Та и другая отказали.

Может, потому, что странный какой-то Ваня, несовременный. Не курит, не пьет, в клуб на танцы не ходит… Что у него на уме?

Может, потому, что не стесняется Ваня работы своей. Надо бы помалкивать о шабашках, скрывать конфузную профессию (нормальные люди так и поступают). А Ваня, святая простота, с улыбочкой выкладывает — у кого работал да что чистил.

Может, пугают невест Ванины странные мечты, непонятные поступки. Вот, например, когда валяет деревья, не заденет веточку яблони, не помнет огуречный листок на грядке. А цветы — топчет, не жалея. Как ни проси, все равно хладнокровно дробит сапожищами, перемешивает с землей.

— Зачем же ты, Ваня?!

— Ну их!

И вдруг обернется, боль в потемневших глазах, отчаянно:

— Эт-та, знаешь, кладбище напоминают.


«Бьется в те-есной печурке а-агонь!.. На поленьях смола, как слеза-а!..» — над тихой полдневной деревней плывет тенорок. Бездумно тоскует, жалится… Ваня высоко на дереве — прилаживает Киреевым телевизионную антенну. Работы немного, давно бы кончить пора, а он все копошится, не слезает вниз. «Да тебя мне да-ай-ти нелегко, а да смерти… четыр-ре… шага!»

— Вань!

— Но?

— Давай тебя на магнитофон запишу.

Вдруг невероятно конфузится, пятнами краснеет лицо, какое-то странное, настороженно-злобное и вместе с тем беззащитное выражение в глазах.

— Вань, давай, а? Послушаешь себя.

Замкнулся, молчит; со злостью швыряет инструменты в тачку. От благожелательности, от привычной ухмылки следа не осталось.

— Ты чего, Вань? Обиделся? Вот чудак, я же не хотел обидеть. Мне правда нравится, как ты поешь.

Глядит испытующе: верить или не верить? Не поверил, ушел насупленный.

Вечером, когда уж забыт этот разговор, неожиданно приходит, садится на крылечко. Ленивая беседа, когда толковать, собственно, не о чем: погода, жара, то, се… Наконец, отвернувши лицо, ковыряя ногтем подметку сапога, медленно говорит:

— Я, эт-та, при людях петь не могу. И по заказу не могу. Только для себя могу, когда работаю и, эт-та, знаешь, увлекусь очень…


…В детстве, рассказывают, у него был замечательный голос.

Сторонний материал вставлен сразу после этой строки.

pub mod cancel;
pub mod cols;
pub mod config;
pub mod diff;
pub mod disasm;
pub mod err;
pub mod gdiff;
pub mod logging;
pub mod palette;
pub mod render;
pub mod util;

use std::{
    fs,
    io::{self, BufWriter, IsTerminal, Write},
    path::{Path, PathBuf},
};

use clap::{Args, CommandFactory, Parser, Subcommand, error::ErrorKind};

use crate::{
    cols::{ColumnStyle, Columns, auto_width},
    config::{Config, LogConfig, init_config},
    diff::{DiffOpStream, Distance, DistanceAlgorithm},
    err::{Error, Result},
    palette::Palette,
    render::{Dispatcher, Input, Inputs, RenderMode, RenderOptions},
};

#[derive(Debug, Parser)]
#[command(version, about, long_about = None)]
#[command(propagate_version = true)]
struct Cli {
    #[command(subcommand)]
    command: Commands,

    /// Use verbose output (-vv very verbose, -vvv also to debug.log, -vvvv trace.log)
    #[arg(short, long, action = clap::ArgAction::Count, global = true)]
    verbose: u8,
}

#[derive(Debug, Subcommand)]
enum Commands {
    /// Compare two files and print the changes
    Diff(DiffArgs),
    /// Show two files side by side as hex columns
    Cols(ColsArgs),
    /// Compute the edit distance between two files
    Distance(DistanceArgs),
    /// Apply a GDIFF patch to the old file
    Patch(PatchArgs),
}

#[derive(Debug, Args)]
struct DiffArgs {
    /// Path to old file
    old: PathBuf,
    /// Path to new file
    new: PathBuf,
    /// Output format
    #[arg(short, long, value_enum, default_value_t)]
    format: RenderMode,
    /// Only print the number of changes
    #[arg(short, long)]
    count: bool,
    /// Disassemble changed bytes instead of showing hex pairs
    #[arg(short = 'D', long)]
    disasm: bool,
    /// Disable colors and shorten output
    #[arg(short, long)]
    quiet: bool,
    /// Disable colors
    #[arg(long)]
    no_color: bool,
    /// Do not copy the unchanged tail at the end of a GDIFF patch
    #[arg(long)]
    no_tail: bool,
}

#[derive(Debug, Args)]
struct ColsArgs {
    /// Path to old file
    old: PathBuf,
    /// Path to new file
    new: PathBuf,
    /// Byte rendering
    #[arg(short, long, value_enum, default_value_t)]
    style: ColumnStyle,
    /// Bytes per row, 8 or 16 [default: fit the terminal]
    #[arg(short, long)]
    width: Option<usize>,
    /// Disable colors
    #[arg(long)]
    no_color: bool,
}

#[derive(Debug, Args)]
struct DistanceArgs {
    /// Path to old file
    old: PathBuf,
    /// Path to new file
    new: PathBuf,
    /// Distance algorithm
    #[arg(short, long, value_enum, default_value = "myers")]
    algorithm: DistanceAlgorithm,
}

#[derive(Debug, Args)]
struct PatchArgs {
    /// Path to old file
    old: PathBuf,
    /// Path to GDIFF patch
    patch: PathBuf,
}

fn read_input(path: &Path) -> Result<Vec<u8>> {
    log::info!("reading {}...", path.display());
    fs::read(path).map_err(|source| Error::Input {
        path: path.to_path_buf(),
        source,
    })
}

fn use_color(no_color: bool) -> bool {
    !no_color && io::stdout().is_terminal()
}

fn diff(args: DiffArgs) -> Result<()> {
    if args.count && args.format == RenderMode::Gdiff {
        Cli::command()
            .error(
                ErrorKind::ArgumentConflict,
                "--count cannot be combined with --format gdiff",
            )
            .exit();
    }
    let old = read_input(&args.old)?;
    let new = read_input(&args.new)?;
    if old.len() != new.len() {
        log::warn!("File size differs {} vs {}", old.len(), new.len());
    }

    log::info!("comparing...");
    let stream = DiffOpStream::from_compare(&old, &new);

    let old_name = args.old.to_string_lossy();
    let new_name = args.new.to_string_lossy();
    let inputs = Inputs {
        old: Input {
            name: &old_name,
            bytes: &old,
        },
        new: Input {
            name: &new_name,
            bytes: &new,
        },
    };
    let options = RenderOptions {
        count: args.count,
        color: !args.quiet && use_color(args.no_color),
        quiet: args.quiet,
        disasm: args.disasm,
        gdiff_tail: !args.no_tail,
    };

    log::info!("rendering...");
    let mut writer = BufWriter::new(io::stdout().lock());
    let summary = Dispatcher::new(args.format, options).run(&inputs, &stream, &mut writer)?;
    log::info!("{} operations rendered", summary.ops);
    Ok(())
}

fn cols(args: ColsArgs) -> Result<()> {
    let old = read_input(&args.old)?;
    let new = read_input(&args.new)?;
    let width = args.width.unwrap_or_else(auto_width);
    let columns = Columns::new(width, args.style, Palette::new(use_color(args.no_color)))?;
    let mut writer = BufWriter::new(io::stdout().lock());
    columns.render(&old, &new, &mut writer)?;
    Ok(())
}

fn distance(args: DistanceArgs) -> Result<()> {
    let old = read_input(&args.old)?;
    let new = read_input(&args.new)?;
    log::info!("computing {:?} distance...", args.algorithm);
    let distance = Distance::compute(&old, &new, args.algorithm);
    let mut writer = BufWriter::new(io::stdout().lock());
    writeln!(writer, "similarity: {:.3}", distance.similarity)?;
    writeln!(writer, "distance: {}", distance.distance)?;
    writer.flush()?;
    Ok(())
}

fn patch(args: PatchArgs) -> Result<()> {
    let old = read_input(&args.old)?;
    let patch = read_input(&args.patch)?;
    log::info!("patching...");
    let new = gdiff::apply(&old, &patch)?;
    let mut writer = BufWriter::new(io::stdout().lock());
    writer.write_all(&new)?;
    writer.flush()?;
    Ok(())
}

pub fn main() {
    let cli = Cli::parse();
    init_config(Config {
        log_config: LogConfig::Verbose(cli.verbose),
    });
    log::debug!("cli args: {:#?}", cli);
    let result = match cli.command {
        Commands::Diff(args) => diff(args),
        Commands::Cols(args) => cols(args),
        Commands::Distance(args) => distance(args),
        Commands::Patch(args) => patch(args),
    };
    match result {
        Ok(()) => log::info!("success"),
        Err(e) => {
            log::error!("{}", e);
            log::logger().flush();
            std::process::exit(1);
        }
    }
}

#[cfg(test)]
mod tests {
    use super::*;

    #[test]
    fn test_cli_parses_diff() {
        let cli = Cli::try_parse_from(["byte-diff", "-v", "diff", "a", "b", "-f", "gdiff", "--no-tail"])
            .unwrap();
        assert_eq!(cli.verbose, 1);
        match cli.command {
            Commands::Diff(args) => {
                assert_eq!(args.format, RenderMode::Gdiff);
                assert!(args.no_tail);
                assert!(!args.count);
            }
            _ => panic!("expected diff"),
        }
    }

    #[test]
    fn test_cli_parses_cols() {
        let cli = Cli::try_parse_from(["byte-diff", "cols", "a", "b", "-s", "hex-ii", "-w", "16"])
            .unwrap();
        match cli.command {
            Commands::Cols(args) => {
                assert_eq!(args.style, ColumnStyle::HexII);
                assert_eq!(args.width, Some(16));
            }
            _ => panic!("expected cols"),
        }
    }

    #[test]
    fn test_missing_input_is_an_input_error() {
        let err = read_input(Path::new("/nonexistent/byte-diff-input")).unwrap_err();
        assert!(matches!(err, Error::Input { .. }));
    }

    #[test]
    fn test_cli_definition() {
        Cli::command().debug_assert();
    }
}
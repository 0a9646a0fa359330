use std::sync::OnceLock;

use crate::logging::init_log;

#[derive(Debug, Clone)]
pub struct Config {
    pub log_config: LogConfig,
}

#[derive(Debug, Clone, PartialEq, Eq)]
pub enum LogConfig {
    /// `-v` count from the command line
    Verbose(u8),
    Trace,
    NoLog,
}

static CONFIG: OnceLock<Config> = OnceLock::new();

pub fn init_config(config: Config) {
    CONFIG.set(config).unwrap_or_else(|_| {
        panic!("cannot init config again after init");
    });
    init_log(&get_config().log_config);
}

pub fn get_config() -> &'static Config {
    CONFIG.get().expect("cannot get config before init")
}

/// Initializes the process config once and ignores later calls, so every test
/// in the binary can ask for logging without racing on `init_config`.
#[cfg(test)]
pub fn with_test_config<F: FnOnce()>(config: Config, f: F) {
    let mut fresh = false;
    CONFIG.get_or_init(|| {
        fresh = true;
        config
    });
    if fresh {
        init_log(&get_config().log_config);
    }
    f()
}
use std::io::Write;

use super::{Render, RenderState};
use crate::{
    diff::DiffOp,
    disasm::{DisasmBackend, Disassembler, Side},
    err::Result,
    palette::Palette,
};

enum Slot {
    Unopened,
    Ready(Box<dyn Disassembler>),
    Failed,
}

struct Disasm<'d> {
    backend: Box<dyn DisasmBackend + 'd>,
    source: Slot,
    target: Slot,
}

impl<'d> Disasm<'d> {
    /// Instruction lines for `bytes`, or the bytes as hex if no disassembler
    /// can be had for this side.
    fn lines(&mut self, side: Side, bytes: &[u8]) -> Vec<String> {
        let slot = match side {
            Side::Source => &mut self.source,
            Side::Target => &mut self.target,
        };
        if let Slot::Unopened = slot {
            *slot = match self.backend.open(side) {
                Ok(disassembler) => {
                    log::debug!("opened {} disassembler", side);
                    Slot::Ready(disassembler)
                }
                Err(e) => {
                    log::warn!("{}, showing {} bytes as hex", e, side);
                    Slot::Failed
                }
            };
        }
        if let Slot::Ready(disassembler) = slot {
            match disassembler.disassemble(bytes) {
                Ok(lines) => return lines,
                Err(e) => log::warn!("cannot disassemble {} bytes: {}", side, e),
            }
        }
        if bytes.is_empty() {
            Vec::new()
        } else {
            vec![hex::encode(bytes)]
        }
    }
}

/// The default output: offsets and hex of both sides on one line, or, with a
/// disassembler, a `---`/`+++` block per side.
pub struct AnnotatedRenderer<'d> {
    palette: Palette,
    disasm: Option<Disasm<'d>>,
}

impl<'d> AnnotatedRenderer<'d> {
    pub fn new() -> Self {
        Self {
            palette: Palette::plain(),
            disasm: None,
        }
    }

    pub fn with_disasm(palette: Palette, backend: Box<dyn DisasmBackend + 'd>) -> Self {
        Self {
            palette,
            disasm: Some(Disasm {
                backend,
                source: Slot::Unopened,
                target: Slot::Unopened,
            }),
        }
    }
}

impl Default for AnnotatedRenderer<'_> {
    fn default() -> Self {
        Self::new()
    }
}

impl Render for AnnotatedRenderer<'_> {
    fn render(&mut self, op: &DiffOp<'_>, _state: &mut RenderState, out: &mut dyn Write) -> Result<()> {
        let Some(disasm) = &mut self.disasm else {
            writeln!(
                out,
                "0x{:08x} {} => {} 0x{:08x}",
                op.source_offset,
                hex::encode(op.source),
                hex::encode(op.target),
                op.target_offset
            )?;
            return Ok(());
        };

        writeln!(out, "--- 0x{:08x}  {}", op.source_offset, hex::encode(op.source))?;
        for line in disasm.lines(Side::Source, op.source) {
            writeln!(out, "{}", self.palette.red(&format!("- {}", line)))?;
        }
        writeln!(out, "+++ 0x{:08x}  {}", op.target_offset, hex::encode(op.target))?;
        for line in disasm.lines(Side::Target, op.target) {
            writeln!(out, "{}", self.palette.green(&format!("+ {}", line)))?;
        }
        Ok(())
    }
}
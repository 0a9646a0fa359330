use super::DiffOpStream;

#[derive(Debug, Clone, Copy, PartialEq, Eq, clap::ValueEnum)]
pub enum DistanceAlgorithm {
    /// Insertions and deletions only (Myers O(ND))
    Myers,
    /// Substitutions allowed (Levenshtein, O(N*M))
    Levenshtein,
}

#[derive(Debug, Clone, Copy, PartialEq)]
pub struct Distance {
    pub distance: u64,
    pub similarity: f64,
}

impl Distance {
    pub fn compute(old: &[u8], new: &[u8], algorithm: DistanceAlgorithm) -> Self {
        match algorithm {
            DistanceAlgorithm::Myers => {
                let stream = DiffOpStream::from_compare(old, new);
                let distance: u64 = stream
                    .iter()
                    .map(|op| op.source_len() + op.target_len())
                    .sum();
                // every byte of both buffers may be edited at most once
                Self::with_similarity(distance, (old.len() + new.len()) as u64)
            }
            DistanceAlgorithm::Levenshtein => {
                let distance = levenshtein(old, new);
                Self::with_similarity(distance, old.len().max(new.len()) as u64)
            }
        }
    }

    fn with_similarity(distance: u64, worst: u64) -> Self {
        let similarity = if worst == 0 {
            1.0
        } else {
            1.0 - distance as f64 / worst as f64
        };
        Self {
            distance,
            similarity,
        }
    }
}

fn levenshtein(old: &[u8], new: &[u8]) -> u64 {
    let mut prev: Vec<u64> = (0..=new.len() as u64).collect();
    let mut curr = vec![0u64; new.len() + 1];
    for (i, a) in old.iter().enumerate() {
        curr[0] = i as u64 + 1;
        for (j, b) in new.iter().enumerate() {
            let substitution = prev[j] + u64::from(a != b);
            let deletion = prev[j + 1] + 1;
            let insertion = curr[j] + 1;
            curr[j + 1] = substitution.min(deletion).min(insertion);
        }
        std::mem::swap(&mut prev, &mut curr);
    }
    prev[new.len()]
}
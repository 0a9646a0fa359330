use std::io::{self, Write};

use super::{
    COPY_I32_POSITION, COPY_I64_POSITION, COPY_U16_POSITION, DATA_I32, DATA_INLINE_MAX, DATA_U16,
    END, MAGIC, MAX_CHUNK,
};
use crate::diff::DiffOp;

/// Streams diff operations as GDIFF instructions.
///
/// `emitted_to` is the position in the old buffer up to which the patch
/// already accounts for every byte, either copied or replaced. The equal run
/// in front of each operation becomes a COPY from there.
#[derive(Debug)]
pub struct Encoder {
    emitted_to: u64,
    chunk_limit: u64,
}

impl Default for Encoder {
    fn default() -> Self {
        Self::new()
    }
}

impl Encoder {
    pub fn new() -> Self {
        Self {
            emitted_to: 0,
            chunk_limit: MAX_CHUNK,
        }
    }

    /// Splits long instructions at `limit` instead of `i32::MAX`, so chunking
    /// can be exercised without gigabyte buffers.
    #[cfg(test)]
    pub(crate) fn with_chunk_limit(limit: u64) -> Self {
        assert!(limit > 0 && limit <= MAX_CHUNK);
        Self {
            emitted_to: 0,
            chunk_limit: limit,
        }
    }

    pub fn emitted_to(&self) -> u64 {
        self.emitted_to
    }

    pub fn write_header<W: Write + ?Sized>(&mut self, out: &mut W) -> io::Result<()> {
        out.write_all(&MAGIC)
    }

    pub fn write_op<W: Write + ?Sized>(&mut self, op: &DiffOp<'_>, out: &mut W) -> io::Result<()> {
        debug_assert!(op.source_offset >= self.emitted_to, "operations out of order");
        let gap = op.source_offset.saturating_sub(self.emitted_to);
        if gap > 0 {
            self.write_copy(self.emitted_to, gap, out)?;
        }
        // an empty DATA would read as the end of the patch, a deletion is
        // fully expressed by the copy skipping over it
        if !op.target.is_empty() {
            self.write_data(op.target, out)?;
        }
        self.emitted_to = op.source_end();
        log::trace!(
            "gdiff op at {:#x}: copied {} bytes, {} literal bytes",
            op.source_offset,
            gap,
            op.target.len()
        );
        Ok(())
    }

    /// Copies whatever is left of the old buffer after the last operation.
    pub fn write_tail<W: Write + ?Sized>(&mut self, source_len: u64, out: &mut W) -> io::Result<()> {
        if source_len > self.emitted_to {
            self.write_copy(self.emitted_to, source_len - self.emitted_to, out)?;
            self.emitted_to = source_len;
        }
        Ok(())
    }

    pub fn write_end<W: Write + ?Sized>(&mut self, out: &mut W) -> io::Result<()> {
        out.write_all(&[END])
    }

    fn write_copy<W: Write + ?Sized>(
        &self,
        mut position: u64,
        mut len: u64,
        out: &mut W,
    ) -> io::Result<()> {
        while len > 0 {
            let chunk = len.min(self.chunk_limit);
            write_copy_chunk(position, chunk, out)?;
            position += chunk;
            len -= chunk;
        }
        Ok(())
    }

    fn write_data<W: Write + ?Sized>(&self, mut bytes: &[u8], out: &mut W) -> io::Result<()> {
        while !bytes.is_empty() {
            let chunk = (bytes.len() as u64).min(self.chunk_limit) as usize;
            write_data_len(chunk as u64, out)?;
            out.write_all(&bytes[..chunk])?;
            bytes = &bytes[chunk..];
        }
        Ok(())
    }
}

fn write_copy_chunk<W: Write + ?Sized>(position: u64, len: u64, out: &mut W) -> io::Result<()> {
    debug_assert!(len > 0 && len <= MAX_CHUNK);
    let mut buf = Vec::with_capacity(13);
    buf.push(0);

    let mut opcode = if position <= u16::MAX as u64 {
        buf.extend_from_slice(&(position as u16).to_be_bytes());
        COPY_U16_POSITION
    } else if position <= i32::MAX as u64 {
        buf.extend_from_slice(&(position as i32).to_be_bytes());
        COPY_I32_POSITION
    } else {
        buf.extend_from_slice(&(position as i64).to_be_bytes());
        COPY_I64_POSITION
    };

    if opcode == COPY_I64_POSITION {
        buf.extend_from_slice(&(len as i32).to_be_bytes());
    } else if len <= u8::MAX as u64 {
        buf.push(len as u8);
    } else if len <= u16::MAX as u64 {
        buf.extend_from_slice(&(len as u16).to_be_bytes());
        opcode += 1;
    } else {
        buf.extend_from_slice(&(len as i32).to_be_bytes());
        opcode += 2;
    }

    buf[0] = opcode;
    out.write_all(&buf)
}

fn write_data_len<W: Write + ?Sized>(len: u64, out: &mut W) -> io::Result<()> {
    debug_assert!(len > 0 && len <= MAX_CHUNK);
    if len <= DATA_INLINE_MAX {
        out.write_all(&[len as u8])
    } else if len <= u16::MAX as u64 {
        out.write_all(&[DATA_U16])?;
        out.write_all(&(len as u16).to_be_bytes())
    } else {
        out.write_all(&[DATA_I32])?;
        out.write_all(&(len as i32).to_be_bytes())
    }
}

#[cfg(test)]
mod tests {
    use super::*;

    fn op<'a>(source_offset: u64, source: &'a [u8], target_offset: u64, target: &'a [u8]) -> DiffOp<'a> {
        DiffOp {
            source_offset,
            source,
            target_offset,
            target,
        }
    }

    fn copy_bytes(position: u64, len: u64) -> Vec<u8> {
        let mut out = Vec::new();
        write_copy_chunk(position, len, &mut out).unwrap();
        out
    }

    fn data_header(len: u64) -> Vec<u8> {
        let mut out = Vec::new();
        write_data_len(len, &mut out).unwrap();
        out
    }

    #[test]
    fn test_single_substitution_stream() {
        let mut encoder = Encoder::new();
        let mut out = Vec::new();
        encoder.write_header(&mut out).unwrap();
        encoder.write_op(&op(3, b"D", 3, b"X"), &mut out).unwrap();
        encoder.write_end(&mut out).unwrap();
        assert_eq!(
            out,
            vec![0xd1, 0xff, 0xd1, 0xff, 0x04, 249, 0x00, 0x00, 3, 1, b'X', 0]
        );
        assert_eq!(encoder.emitted_to(), 4);
    }

    #[test]
    fn test_insertion_into_empty_uses_u16_data() {
        let target = vec![0xaa; 300];
        let mut encoder = Encoder::new();
        let mut out = Vec::new();
        encoder.write_op(&op(0, &[], 0, &target), &mut out).unwrap();
        assert_eq!(&out[..3], &[DATA_U16, 0x01, 0x2c]);
        assert_eq!(&out[3..], &target[..]);
    }

    #[test]
    fn test_copy_length_widths() {
        assert_eq!(copy_bytes(0, 1), vec![249, 0, 0, 1]);
        assert_eq!(copy_bytes(0, 255), vec![249, 0, 0, 255]);
        assert_eq!(copy_bytes(0, 256), vec![250, 0, 0, 0x01, 0x00]);
        assert_eq!(copy_bytes(0, 65535), vec![250, 0, 0, 0xff, 0xff]);
        assert_eq!(copy_bytes(0, 65536), vec![251, 0, 0, 0, 1, 0, 0]);
        assert_eq!(
            copy_bytes(0, i32::MAX as u64),
            vec![251, 0, 0, 0x7f, 0xff, 0xff, 0xff]
        );
    }

    #[test]
    fn test_copy_position_widths() {
        assert_eq!(copy_bytes(65535, 1), vec![249, 0xff, 0xff, 1]);
        assert_eq!(copy_bytes(65536, 1), vec![252, 0, 1, 0, 0, 1]);
        assert_eq!(copy_bytes(65536, 256), vec![253, 0, 1, 0, 0, 1, 0]);
        assert_eq!(
            copy_bytes(i32::MAX as u64, 65536),
            vec![254, 0x7f, 0xff, 0xff, 0xff, 0, 1, 0, 0]
        );
        // a 64-bit position always pairs with a 4-byte length
        assert_eq!(
            copy_bytes(i32::MAX as u64 + 1, 1),
            vec![255, 0, 0, 0, 0, 0x80, 0, 0, 0, 0, 0, 0, 1]
        );
    }

    #[test]
    fn test_data_length_widths() {
        assert_eq!(data_header(1), vec![1]);
        assert_eq!(data_header(246), vec![246]);
        assert_eq!(data_header(247), vec![DATA_U16, 0, 247]);
        assert_eq!(data_header(255), vec![DATA_U16, 0, 255]);
        assert_eq!(data_header(256), vec![DATA_U16, 1, 0]);
        assert_eq!(data_header(65535), vec![DATA_U16, 0xff, 0xff]);
        assert_eq!(data_header(65536), vec![DATA_I32, 0, 1, 0, 0]);
        assert_eq!(
            data_header(i32::MAX as u64),
            vec![DATA_I32, 0x7f, 0xff, 0xff, 0xff]
        );
    }

    #[test]
    fn test_gap_beyond_i32_is_split_with_advancing_positions() {
        let gap = i32::MAX as u64 + 1;
        let mut encoder = Encoder::new();
        let mut out = Vec::new();
        encoder.write_op(&op(gap, b"a", gap, b"b"), &mut out).unwrap();
        let mut expected = vec![251, 0, 0, 0x7f, 0xff, 0xff, 0xff];
        expected.extend_from_slice(&[252, 0x7f, 0xff, 0xff, 0xff, 1]);
        expected.extend_from_slice(&[1, b'b']);
        assert_eq!(out, expected);
        assert_eq!(encoder.emitted_to(), gap + 1);
    }

    #[test]
    fn test_data_is_split_at_chunk_limit() {
        let target: Vec<u8> = (0..700u32).map(|i| i as u8).collect();
        let mut encoder = Encoder::with_chunk_limit(300);
        let mut out = Vec::new();
        encoder.write_op(&op(0, &[], 0, &target), &mut out).unwrap();

        let mut expected = Vec::new();
        for chunk in target.chunks(300) {
            expected.extend(data_header(chunk.len() as u64));
            expected.extend_from_slice(chunk);
        }
        assert_eq!(out, expected);
        // the remainder carries its own length class
        assert_eq!(out[2 * 303], 100);
    }

    #[test]
    fn test_deletion_emits_no_data() {
        let mut encoder = Encoder::new();
        let mut out = Vec::new();
        encoder.write_op(&op(2, b"xyz", 2, &[]), &mut out).unwrap();
        assert_eq!(out, vec![249, 0, 0, 2]);
        assert_eq!(encoder.emitted_to(), 5);
    }

    #[test]
    fn test_tail_copies_rest_of_source() {
        let mut encoder = Encoder::new();
        let mut out = Vec::new();
        encoder.write_op(&op(3, b"D", 3, b"X"), &mut out).unwrap();
        out.clear();
        encoder.write_tail(8, &mut out).unwrap();
        assert_eq!(out, vec![249, 0, 4, 4]);
        out.clear();
        encoder.write_tail(8, &mut out).unwrap();
        assert!(out.is_empty());
    }
}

По большим праздникам приглашали, упрашивали поехать в Загорский монастырь (а там, в знаменитом хоре, особенные требования).

Выступал в школе, в Доме пионеров, на всех концертах самодеятельности. И все было недостаточно, хотелось еще петь. Собирался пойти в консерваторию.

В сорок первом попал под бомбежку и стал заикаться.

Вроде ничего страшного не случилось, жив-здоров, не ранен, не контужен, и голос остался прежним, и слух. Но по какой-то непостижимой причине начал как будто спотыкаться в разговоре — перехватывало горло, и даже не горло, а где-то в мозгу вдруг темная вспышка, мгновенное беспамятство. Скажешь слово, а дальше — провал, тьма. При людях совсем трудно говорить. Внезапно исчезает первое слово, надо мучительно вспоминать, а потом выталкивать с раскачкой, будто с разбегу… Ваня каждую фразу начинал с механического присловья «это», — пока произносил его, пока проталкивал сквозь непослушные губы: «эт-та… эт-та»… — ломался внутри барьер, появлялось нужное слово.